▶ _What you need to do_
The entries below should appear again in your reply, word for word.

▶ _Data to examine_
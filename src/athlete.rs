//! Athlete FTP and weight history
//!
//! Both histories are keyed by the date a value became effective. A lookup for
//! a date returns the newest value dated on or before it.

use chrono::NaiveDate;
use rust_decimal::Decimal;
use serde::{Deserialize, Serialize};
use std::collections::BTreeMap;
use uuid::Uuid;

#[derive(Debug, Clone, PartialEq, Serialize, Deserialize)]
pub struct Athlete {
    /// Unique athlete identifier
    pub id: Uuid,

    /// Athlete's display name
    pub name: String,

    /// Functional Threshold Power (watts) by effective date
    ftp_history: BTreeMap<NaiveDate, u16>,

    /// Weight in kilograms by effective date
    weight_history: BTreeMap<NaiveDate, Decimal>,
}

impl Athlete {
    pub fn new(name: impl Into<String>) -> Self {
        Self {
            id: Uuid::new_v4(),
            name: name.into(),
            ftp_history: BTreeMap::new(),
            weight_history: BTreeMap::new(),
        }
    }

    /// Record an FTP effective from `date` (today when `None`)
    ///
    /// A second FTP on the same date replaces the first.
    pub fn set_ftp(&mut self, ftp: u16, date: Option<NaiveDate>) {
        self.ftp_history.insert(date.unwrap_or_else(today), ftp);
    }

    /// Record a weight (kg) effective from `date` (today when `None`)
    pub fn set_weight(&mut self, weight: Decimal, date: Option<NaiveDate>) {
        self.weight_history.insert(date.unwrap_or_else(today), weight);
    }

    /// FTP in effect on `date`, or the latest FTP when `date` is `None`
    pub fn ftp(&self, date: Option<NaiveDate>) -> Option<u16> {
        effective(&self.ftp_history, date).copied()
    }

    /// Weight in effect on `date`, or the latest weight when `date` is `None`
    pub fn weight(&self, date: Option<NaiveDate>) -> Option<Decimal> {
        effective(&self.weight_history, date).copied()
    }

    /// Newest first
    pub fn all_ftps(&self) -> Vec<(NaiveDate, u16)> {
        self.ftp_history.iter().rev().map(|(&d, &ftp)| (d, ftp)).collect()
    }

    /// Newest first
    pub fn all_weights(&self) -> Vec<(NaiveDate, Decimal)> {
        self.weight_history.iter().rev().map(|(&d, &w)| (d, w)).collect()
    }

    /// Watts per kilogram on `date`
    ///
    /// `None` unless both an FTP and a non-zero weight are in effect.
    pub fn ftp_per_kg(&self, date: Option<NaiveDate>) -> Option<Decimal> {
        let ftp = self.ftp(date)?;
        let weight = self.weight(date)?;
        if weight.is_zero() {
            return None;
        }
        Some(Decimal::from(ftp) / weight)
    }

    /// W/kg on every date that changed either the FTP or the weight, newest first
    ///
    /// Dates before both histories have a value are left out.
    pub fn all_ftp_per_kg(&self) -> Vec<(NaiveDate, Decimal)> {
        let mut dates: Vec<NaiveDate> = self
            .ftp_history
            .keys()
            .chain(self.weight_history.keys())
            .copied()
            .collect();
        dates.sort_unstable_by(|a, b| b.cmp(a));
        dates.dedup();

        dates
            .into_iter()
            .filter_map(|date| self.ftp_per_kg(Some(date)).map(|wkg| (date, wkg)))
            .collect()
    }
}

fn today() -> NaiveDate {
    chrono::Utc::now().date_naive()
}

fn effective<T>(history: &BTreeMap<NaiveDate, T>, date: Option<NaiveDate>) -> Option<&T> {
    match date {
        Some(date) => history.range(..=date).next_back().map(|(_, value)| value),
        None => history.values().next_back(),
    }
}

#[cfg(test)]
mod tests {
    use super::*;
    use rust_decimal_macros::dec;

    fn date(s: &str) -> NaiveDate {
        NaiveDate::parse_from_str(s, "%Y-%m-%d").unwrap()
    }

    fn athlete_with_history() -> Athlete {
        let mut athlete = Athlete::new("Test Rider");
        athlete.set_ftp(250, Some(date("2023-01-01")));
        athlete.set_ftp(275, Some(date("2023-06-01")));
        athlete.set_weight(dec!(72.5), Some(date("2023-01-01")));
        athlete.set_weight(dec!(70.0), Some(date("2023-03-15")));
        athlete
    }

    #[test]
    fn test_empty_athlete() {
        let athlete = Athlete::new("Nobody");
        assert_eq!(athlete.ftp(None), None);
        assert_eq!(athlete.weight(None), None);
        assert!(athlete.all_ftps().is_empty());
        assert_eq!(athlete.ftp_per_kg(None), None);
        assert!(athlete.all_ftp_per_kg().is_empty());
    }

    #[test]
    fn test_ftp_lookup_by_date() {
        let athlete = athlete_with_history();
        assert_eq!(athlete.ftp(None), Some(275));
        assert_eq!(athlete.ftp(Some(date("2023-05-31"))), Some(250));
        assert_eq!(athlete.ftp(Some(date("2023-06-01"))), Some(275));
        assert_eq!(athlete.ftp(Some(date("2022-12-31"))), None);
    }

    #[test]
    fn test_same_date_replaces() {
        let mut athlete = athlete_with_history();
        athlete.set_ftp(260, Some(date("2023-06-01")));
        assert_eq!(athlete.all_ftps().len(), 2);
        assert_eq!(athlete.ftp(None), Some(260));
    }

    #[test]
    fn test_histories_newest_first() {
        let athlete = athlete_with_history();
        assert_eq!(
            athlete.all_ftps(),
            vec![(date("2023-06-01"), 275), (date("2023-01-01"), 250)]
        );
        assert_eq!(
            athlete.all_weights(),
            vec![(date("2023-03-15"), dec!(70.0)), (date("2023-01-01"), dec!(72.5))]
        );
    }

    #[test]
    fn test_ftp_per_kg() {
        let athlete = athlete_with_history();
        assert_eq!(athlete.ftp_per_kg(Some(date("2023-02-01"))), Some(dec!(250) / dec!(72.5)));

        let all = athlete.all_ftp_per_kg();
        let dates: Vec<NaiveDate> = all.iter().map(|(d, _)| *d).collect();
        assert_eq!(
            dates,
            vec![date("2023-06-01"), date("2023-03-15"), date("2023-01-01")]
        );
        assert_eq!(all[0].1, dec!(275) / dec!(70.0));
        assert_eq!(all[1].1, dec!(250) / dec!(70.0));
    }

    #[test]
    fn test_default_date_is_today() {
        let mut athlete = Athlete::new("Today");
        athlete.set_ftp(200, None);
        assert_eq!(athlete.all_ftps(), vec![(today(), 200)]);
    }

    #[test]
    fn test_serde_roundtrip() {
        let athlete = athlete_with_history();
        let json = serde_json::to_string(&athlete).unwrap();
        let back: Athlete = serde_json::from_str(&json).unwrap();
        assert_eq!(back, athlete);
    }
}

▶ _Response box_
filename src/athlete.rs
//! Athlete FTP and weight history
//!
//! Both histories are keyed by the date a value became effective. A lookup for
//! a date returns the newest value dated on or before it.

use chrono::NaiveDate;
use rust_decimal::Decimal;
use serde::{Deserialize, Serialize};
use std::collections::BTreeMap;
use uuid::Uuid;

#[derive(Debug, Clone, PartialEq, Serialize, Deserialize)]
pub struct Athlete {
    /// Unique athlete identifier
    pub id: Uuid,

    /// Athlete's display name
    pub name: String,

    /// Functional Threshold Power (watts) by effective date
    ftp_history: BTreeMap<NaiveDate, u16>,

    /// Weight in kilograms by effective date
    weight_history: BTreeMap<NaiveDate, Decimal>,
}

impl Athlete {
    pub fn new(name: impl Into<String>) -> Self {
        Self {
            id: Uuid::new_v4(),
            name: name.into(),
            ftp_history: BTreeMap::new(),
            weight_history: BTreeMap::new(),
        }
    }

    /// Record an FTP effective from `date` (today when `None`)
    ///
    /// A second FTP on the same date replaces the first.
    pub fn set_ftp(&mut self, ftp: u16, date: Option<NaiveDate>) {
        self.ftp_history.insert(date.unwrap_or_else(today), ftp);
    }

    /// Record a weight (kg) effective from `date` (today when `None`)
    pub fn set_weight(&mut self, weight: Decimal, date: Option<NaiveDate>) {
        self.weight_history.insert(date.unwrap_or_else(today), weight);
    }

    /// FTP in effect on `date`, or the latest FTP when `date` is `None`
    pub fn ftp(&self, date: Option<NaiveDate>) -> Option<u16> {
        effective(&self.ftp_history, date).copied()
    }

    /// Weight in effect on `date`, or the latest weight when `date` is `None`
    pub fn weight(&self, date: Option<NaiveDate>) -> Option<Decimal> {
        effective(&self.weight_history, date).copied()
    }

    /// Newest first
    pub fn all_ftps(&self) -> Vec<(NaiveDate, u16)> {
        self.ftp_history.iter().rev().map(|(&d, &ftp)| (d, ftp)).collect()
    }

    /// Newest first
    pub fn all_weights(&self) -> Vec<(NaiveDate, Decimal)> {
        self.weight_history.iter().rev().map(|(&d, &w)| (d, w)).collect()
    }

    /// Watts per kilogram on `date`
    ///
    /// `None` unless both an FTP and a non-zero weight are in effect.
    pub fn ftp_per_kg(&self, date: Option<NaiveDate>) -> Option<Decimal> {
        let ftp = self.ftp(date)?;
        let weight = self.weight(date)?;
        if weight.is_zero() {
            return None;
        }
        Some(Decimal::from(ftp) / weight)
    }

    /// W/kg on every date that changed either the FTP or the weight, newest first
    ///
    /// Dates before both histories have a value are left out.
    pub fn all_ftp_per_kg(&self) -> Vec<(NaiveDate, Decimal)> {
        let mut dates: Vec<NaiveDate> = self
            .ftp_history
            .keys()
            .chain(self.weight_history.keys())
            .copied()
            .collect();
        dates.sort_unstable_by(|a, b| b.cmp(a));
        dates.dedup();

        dates
            .into_iter()
            .filter_map(|date| self.ftp_per_kg(Some(date)).map(|wkg| (date, wkg)))
            .collect()
    }
}

fn today() -> NaiveDate {
    chrono::Utc::now().date_naive()
}

fn effective<T>(history: &BTreeMap<NaiveDate, T>, date: Option<NaiveDate>) -> Option<&T> {
    match date {
        Some(date) => history.range(..=date).next_back().map(|(_, value)| value),
        None => history.values().next_back(),
    }
}

#[cfg(test)]
mod tests {
    use super::*;
    use rust_decimal_macros::dec;

    fn date(s: &str) -> NaiveDate {
        NaiveDate::parse_from_str(s, "%Y-%m-%d").unwrap()
    }

    fn athlete_with_history() -> Athlete {
        let mut athlete = Athlete::new("Test Rider");
        athlete.set_ftp(250, Some(date("2023-01-01")));
        athlete.set_ftp(275, Some(date("2023-06-01")));
        athlete.set_weight(dec!(72.5), Some(date("2023-01-01")));
        athlete.set_weight(dec!(70.0), Some(date("2023-03-15")));
        athlete
    }

    #[test]
    fn test_empty_athlete() {
        let athlete = Athlete::new("Nobody");
        assert_eq!(athlete.ftp(None), None);
        assert_eq!(athlete.weight(None), None);
        assert!(athlete.all_ftps().is_empty());
        assert_eq!(athlete.ftp_per_kg(None), None);
        assert!(athlete.all_ftp_per_kg().is_empty());
    }

    #[test]
    fn test_ftp_lookup_by_date() {
        let athlete = athlete_with_history();
        assert_eq!(athlete.ftp(None), Some(275));
        assert_eq!(athlete.ftp(Some(date("2023-05-31"))), Some(250));
        assert_eq!(athlete.ftp(Some(date("2023-06-01"))), Some(275));
        assert_eq!(athlete.ftp(Some(date("2022-12-31"))), None);
    }

    #[test]
    fn test_same_date_replaces() {
        let mut athlete = athlete_with_history();
        athlete.set_ftp(260, Some(date("2023-06-01")));
        assert_eq!(athlete.all_ftps().len(), 2);
        assert_eq!(athlete.ftp(None), Some(260));
    }

    #[test]
    fn test_histories_newest_first() {
        let athlete = athlete_with_history();
        assert_eq!(
            athlete.all_ftps(),
            vec![(date("2023-06-01"), 275), (date("2023-01-01"), 250)]
        );
        assert_eq!(
            athlete.all_weights(),
            vec![(date("2023-03-15"), dec!(70.0)), (date("2023-01-01"), dec!(72.5))]
        );
    }

    #[test]
    fn test_ftp_per_kg() {
        let athlete = athlete_with_history();
        assert_eq!(athlete.ftp_per_kg(Some(date("2023-02-01"))), Some(dec!(250) / dec!(72.5)));

        let all = athlete.all_ftp_per_kg();
        let dates: Vec<NaiveDate> = all.iter().map(|(d, _)| *d).collect();
        assert_eq!(
            dates,
            vec![date("2023-06-01"), date("2023-03-15"), date("2023-01-01")]
        );
        assert_eq!(all[0].1, dec!(275) / dec!(70.0));
        assert_eq!(all[1].1, dec!(250) / dec!(70.0));
    }

    #[test]
    fn test_default_date_is_today() {
        let mut athlete = Athlete::new("Today");
        athlete.set_ftp(200, None);
        assert_eq!(athlete.all_ftps(), vec![(today(), 200)]);
    }

    #[test]
    fn test_serde_roundtrip() {
        let athlete = athlete_with_history();
        let json = serde_json::to_string(&athlete).unwrap();
        let back: Athlete = serde_json::from_str(&json).unwrap();
        assert_eq!(back, athlete);
    }
}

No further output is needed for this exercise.